The starting point is the “bedrock principle” that “‘the claims of a patent define the invention to which the patentee is entitled the right to exclude.’” Id. at 1312 (quoting Innova/Pure Water, Inc. v. Safari Water Filtration Systems, Inc., 381 F.3d 1111, 1115 (Fed. Cir. 2004)). The words of the claims “‘are generally given their ordinary and customary meaning,’” id. (quoting Vitronics Corp. v. Conceptronic, Inc., 90 F.3d 1576, 1582 (Fed. Cir. 1996)), which is “the meaning that the term would have to a person of ordinary skill in the art in question at the time of the invention.” Id. at 1313; see CCS Fitness, Inc. v. Brunswick Corp., 288 F.3d 1359, 1366 (Fed. Cir. 2002) (“Generally

speaking, [courts] indulge a ‘heavy presumption’ that a claim term carries its ordinary and customary meaning.”). In those instances when the claim language “involves little more than the application of the widely accepted meaning of commonly understood words,” construction is relatively straightforward and “the ordinary meaning . . . may be readily apparent even to lay judges.” Phillips, 415 F.3d at 1314. When the claim terms have a particular meaning in the field, however, courts “look[ ] to ‘those sources available to the public that show what a person of skill in the art would have understood disputed claim language to mean.’” Id. (quoting Innova, 381 F.3d at 1116). “These sources include the words of the claims themselves, the remainder of the specification,

5 the prosecution history, and extrinsic evidence concerning relevant scientific principles, the meaning of technical terms, and the state of the art.” Innova, 381 F.3d at 1116. The context in which a term is used, both in the asserted claim as well as in other claims of the patent, can be valuable and instructive. Phillips, 415 F.3d at 1314.

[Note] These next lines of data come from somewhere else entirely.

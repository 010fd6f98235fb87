// Copyright 2025 the Understory Authors
// SPDX-License-Identifier: Apache-2.0 OR MIT

//! Classified gesture input and per-gesture bookkeeping.
//!
//! Tap, long-press, pinch and fling recognition happen in the host. The
//! controller only consumes the classified results as [`GestureEvent`]s,
//! together with the raw touch lifecycle (`Down`, `Up`, `Cancel`).

use kurbo::{Point, Vec2};

/// One classified input event for [`crate::PhotoView::handle`].
#[derive(Clone, Copy, Debug, PartialEq)]
pub enum GestureEvent {
    /// First pointer went down.
    Down,
    /// Last pointer went up.
    Up,
    /// The gesture was cancelled by the host.
    Cancel,
    /// Pointer moved by `delta`. `downward` is set by the host when the drag
    /// is a pull-down that may become a dismiss.
    Drag {
        /// Movement since the previous drag event, in viewport pixels.
        delta: Vec2,
        /// Whether the host classified this as a downward pull.
        downward: bool,
    },
    /// A pinch started.
    ScaleBegin,
    /// Pinch update.
    Scale {
        /// Relative scale since the previous update.
        factor: f64,
        /// Pinch focus in viewport coordinates.
        focus: Point,
    },
    /// The pinch ended.
    ScaleEnd,
    /// A fling was detected.
    Fling {
        /// Release velocity in pixels per second.
        velocity: Vec2,
        /// Largest number of pointers seen during the gesture.
        pointer_count: u32,
        /// Whether any pointer is still down.
        pointer_still_down: bool,
    },
    /// A single tap was confirmed (not the first half of a double tap).
    SingleTap(Point),
    /// A double tap was confirmed.
    DoubleTap(Point),
    /// A long press was detected.
    LongPress,
}

/// Coarse state of the controller, for hosts that want to reflect it.
#[derive(Clone, Copy, Debug, PartialEq, Eq, Default)]
pub enum GesturePhase {
    /// Nothing is moving.
    #[default]
    Idle,
    /// A drag gesture is translating the image.
    Dragging,
    /// A pinch is in progress.
    Scaling,
    /// A fling animation is running.
    Flinging,
    /// A zoom animation is running.
    AnimatingZoom,
    /// A snap-back animation is running after a drag.
    SettlingDrag,
    /// A size-morph animation is running.
    Morphing,
}

/// Flags tracked between `Down` and `Up` of a single gesture.
#[derive(Clone, Copy, Debug, Default, PartialEq, Eq)]
pub(crate) struct GestureSession {
    /// A pointer is currently down.
    pub(crate) active: bool,
    /// A pinch is in progress.
    pub(crate) scaling: bool,
    /// At least one drag event has been applied.
    pub(crate) dragged: bool,
    /// At least one pinch update has been seen.
    pub(crate) scaled: bool,
}

impl GestureSession {
    pub(crate) fn begin(&mut self) {
        *self = Self {
            active: true,
            ..Self::default()
        };
    }

    pub(crate) fn end(&mut self) {
        *self = Self::default();
    }

    /// Whether this gesture has moved the image yet.
    pub(crate) fn recognized(&self) -> bool {
        self.dragged || self.scaled || self.scaling
    }
}

#[cfg(test)]
mod tests {
    use super::GestureSession;

    #[test]
    fn session_recognizes_drag_or_scale() {
        let mut session = GestureSession::default();
        session.begin();
        assert!(session.active);
        assert!(!session.recognized());
        session.scaling = true;
        assert!(session.recognized());
        session.end();
        assert_eq!(session, GestureSession::default());
        session.begin();
        session.dragged = true;
        assert!(session.recognized());
    }
}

In addition, the patent specification – the text and figures of the patent that precede the claims – “is always highly relevant to the claim construction analysis. Usually, it is dispositive; it is the single best guide to the meaning of a disputed term.” Id. at 1315 (quoting Vitronics, 90 F.3d at 1582). With that said, “the claim requirement presupposes that a patent applicant defines his invention in the claims, not in the specification.” Johnson & Johnston Associates Inc. v. R.E.